Friday, January 02, 2009

Bono, Luther, and the Seeds of Modernity

I’ve been on a bit of a ‘90s U2 kick of late (possibly due to the scheduled release of No Line on the Horizon in March, which has been compared to Achtung Baby), and so I’m (re)reading Bill Flanagan’s U2 at the End of the World. The author has been a close friend of the band’s since the early ‘80s and was given permission to follow them around during their ZooTv tour (’92-’93) and basically be privy to every show, every party, every conversation, and every recording session. Not a bad job this Flanagan fellow has.

Anyway, I read this passage the other night that I found interesting:

Bono is quick to admit that many of his ideas are instinctive, not intellectual—he does not have the time to be rigorous in researching or testing them. One of the theories that gets him into great arguments is that he believes that modernism started with Luther, with the Reformation, with the dismantling of the iconography of the culture and insistence on simplicity and function…. Bono is convinced that all this stripping down and directness goes back to the Protestant impulse, back to Luther, and that the modernists made the great mistake of taking on the antireligion of the existentialists and lost that thread. (It’s one of the wonders of Bono’s considerable intellect that he can construct a unified field theory of all his interests—even when they have nothing to do with each other.)
Now I know that my Catholic readers will jump on this and say, “See? Even Bono realizes that the seeds of modern man’s supposed autonomy are to be found in the Reformation with its individualistic doctrine of Sola Scriptura.” And it may very well be the case that when you mix together Sola Scriptura, anti-authoritarianism, and Descartes, you may not exactly like what you get as a result. Still, I can’t help but wonder how we are to avoid some degree of individualism, whether our home is Geneva, Saddleback, or Rome. We are all evaluating some body of data, whether it is Scripture or the early church fathers (or both), and coming to some conclusion or another about what they have to tell us.

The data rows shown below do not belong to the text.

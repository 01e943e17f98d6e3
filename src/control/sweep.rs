//! Endpoint sweep sequence used to listen for buzzing at the extremes.

use super::pulse::clamp_angle;
use crate::error::{Error, Result};

/// Longest ramp (points from `low` to `high`) a sweep may generate.
pub const MAX_SWEEP_POINTS: usize = 10_000;

/// Targets for a sweep: up from `low` to `high`, then back down to `low`.
///
/// Both bounds are clamped to 0–180° and swapped if given in reverse.  The
/// top is visited once and both ends are always included even when the span
/// is not a multiple of `step`.  A step so small that the ramp would exceed
/// [`MAX_SWEEP_POINTS`] is rejected.
pub fn sweep_sequence(low: f64, high: f64, step: f64) -> Result<Vec<f64>> {
    if !step.is_finite() || step <= 0.0 {
        return Err(Error::InvalidArgument("sweep step must be a positive number"));
    }
    if low.is_nan() || high.is_nan() {
        return Err(Error::InvalidArgument("sweep bounds must be numbers"));
    }
    let (mut low, mut high) = (clamp_angle(low), clamp_angle(high));
    if low > high {
        core::mem::swap(&mut low, &mut high);
    }

    let intervals = ((high - low) / step).floor();
    if intervals >= MAX_SWEEP_POINTS as f64 {
        return Err(Error::InvalidArgument("sweep step too small for the range"));
    }
    let intervals = intervals as usize;

    // Points are computed from `low`, not accumulated, so they do not drift.
    let mut up: Vec<f64> = (0..=intervals)
        .map(|i| (low + i as f64 * step).min(high))
        .collect();
    if up.last() != Some(&high) {
        up.push(high);
    }

    let mut seq = up.clone();
    seq.extend(up.iter().rev().skip(1));
    Ok(seq)
}
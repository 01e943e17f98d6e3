//! Servo output acquisition and writes.
//!
//! [`acquire`] walks the candidate PWM controllers in order and keeps the
//! first that starts.  The resulting [`AxisOutput`] is either connected or
//! not; a disconnected output swallows writes so the motion bookkeeping
//! carries on regardless.
//!
//! ## Locking
//!
//! The channel sits behind its own mutex, separate from the controller's
//! state lock, so a slow sysfs write never blocks setters or `status()`.

use std::sync::atomic::{AtomicBool, Ordering};

use log::{debug, info, warn};
use parking_lot::Mutex;

use crate::app::ports::{PwmBackend, PwmChannel};
use crate::control::axis::AxisId;
use crate::control::pulse::{Calibration, angle_to_duty_percent};
use crate::error::DriverError;

/// Outcome of trying every candidate controller for one channel.
pub enum Acquisition {
    Connected {
        channel: Box<dyn PwmChannel>,
        controller: u32,
    },
    Disconnected(DriverError),
}

impl core::fmt::Debug for Acquisition {
    fn fmt(&self, f: &mut core::fmt::Formatter<'_>) -> core::fmt::Result {
        match self {
            Self::Connected { controller, .. } => f
                .debug_struct("Connected")
                .field("controller", controller)
                .finish_non_exhaustive(),
            Self::Disconnected(e) => f.debug_tuple("Disconnected").field(e).finish(),
        }
    }
}

/// Open `channel` on the first candidate controller that accepts it.
pub fn acquire(
    backend: &mut dyn PwmBackend,
    channel: u32,
    candidates: &[u32],
    freq_hz: f64,
    initial_duty_percent: f64,
) -> Acquisition {
    for &controller in candidates {
        match backend.open(controller, channel, freq_hz, initial_duty_percent) {
            Ok(ch) => {
                info!("PWM channel {channel} @ controller {controller}, {freq_hz} Hz");
                return Acquisition::Connected {
                    channel: ch,
                    controller,
                };
            }
            Err(e) => debug!("PWM channel {channel} @ controller {controller}: {e}"),
        }
    }
    warn!("PWM channel {channel} unavailable (tried controllers {candidates:?})");
    Acquisition::Disconnected(DriverError::Unavailable { channel })
}

/// The PWM output of one axis.
pub struct AxisOutput {
    axis: AxisId,
    freq_hz: f64,
    controller: Option<u32>,
    connected: AtomicBool,
    channel: Mutex<Option<Box<dyn PwmChannel>>>,
}

impl AxisOutput {
    pub fn new(axis: AxisId, freq_hz: f64, acquisition: Acquisition) -> Self {
        let (controller, channel) = match acquisition {
            Acquisition::Connected {
                channel,
                controller,
            } => (Some(controller), Some(channel)),
            Acquisition::Disconnected(e) => {
                warn!("{axis}: running without output ({e})");
                (None, None)
            }
        };
        Self {
            axis,
            freq_hz,
            controller,
            connected: AtomicBool::new(channel.is_some()),
            channel: Mutex::new(channel),
        }
    }

    /// Controller the output was acquired on, if any.
    pub fn controller(&self) -> Option<u32> {
        self.controller
    }

    /// True while a channel is held (acquired and not yet released).
    ///
    /// Lock-free, so `status()` never waits behind an in-flight write.
    pub fn is_connected(&self) -> bool {
        self.connected.load(Ordering::Acquire)
    }

    /// Drive the servo to `angle`.
    ///
    /// A disconnected output is a silent no-op.  A failed write is logged
    /// and dropped; the next tick simply tries again with a fresh angle.
    pub fn write_angle(&self, angle: f64, cal: &Calibration) {
        let mut guard = self.channel.lock();
        let Some(channel) = guard.as_mut() else {
            return;
        };
        let duty = match angle_to_duty_percent(angle, cal, self.freq_hz) {
            Ok(d) => d,
            Err(e) => {
                warn!("{}: {e}", self.axis);
                return;
            }
        };
        if let Err(e) = channel.write_duty(duty) {
            warn!("{}: write of {duty:.3}% failed: {e}", self.axis);
        }
    }

    /// Stop and hand back the channel.  Idempotent.
    pub fn release(&self) {
        if let Some(mut channel) = self.channel.lock().take() {
            self.connected.store(false, Ordering::Release);
            channel.release();
            info!("{}: output released", self.axis);
        }
    }
}
//! Port traits: the boundary between the motion core and PWM hardware.
//!
//! ```text
//!   PwmBackend ──open──▶ PwmChannel ──▶ MotionController (domain)
//! ```
//!
//! Backends (sysfs, simulation, embedded-hal wrappers, test mocks)
//! implement these traits.  The controller only ever sees boxed
//! [`PwmChannel`]s, so the core never touches hardware directly.

use crate::error::DriverError;

// ───────────────────────────────────────────────────────────────
// PWM channel (driven adapter: domain → hardware)
// ───────────────────────────────────────────────────────────────

/// One running PWM output.
///
/// Writes come from the control-loop thread; the channel is moved there
/// behind a mutex, hence `Send`.
pub trait PwmChannel: Send {
    /// Set the duty cycle in percent of the PWM period (0–100).
    fn write_duty(&mut self, duty_percent: f64) -> Result<(), DriverError>;

    /// Stop the output and give the channel back to the system.
    ///
    /// Best effort: failures are logged by the implementation, never
    /// returned.  Must be safe to call more than once.
    fn release(&mut self);
}

// ───────────────────────────────────────────────────────────────
// PWM backend (driven adapter: opens channels on a controller)
// ───────────────────────────────────────────────────────────────

/// Opens PWM outputs on a specific controller (a `pwmchipN` on Linux).
pub trait PwmBackend {
    /// Start `channel` on `controller` at `freq_hz` with an initial duty.
    ///
    /// Return an error rather than a half-configured channel: the caller
    /// falls back to the next candidate controller.
    fn open(
        &mut self,
        controller: u32,
        channel: u32,
        freq_hz: f64,
        initial_duty_percent: f64,
    ) -> Result<Box<dyn PwmChannel>, DriverError>;
}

So maybe evangelicals should stop dismissing Presbyterians for our refusal to let the Bible speak for itself; and maybe Presbyterians should soften our self-congratulatory tone when slapping ourselves on the back because of how well we avoid the individualism of the Bible-only, Anabaptist evangelicals out there; and maybe Catholics should stop looking down their noses at all of us and admit that they employ the same private judgment to determine that the Magisterium replaces private judgment as we do when we determine that the Bible speaks clearly enough on its core teachings that even children can understand its basic message.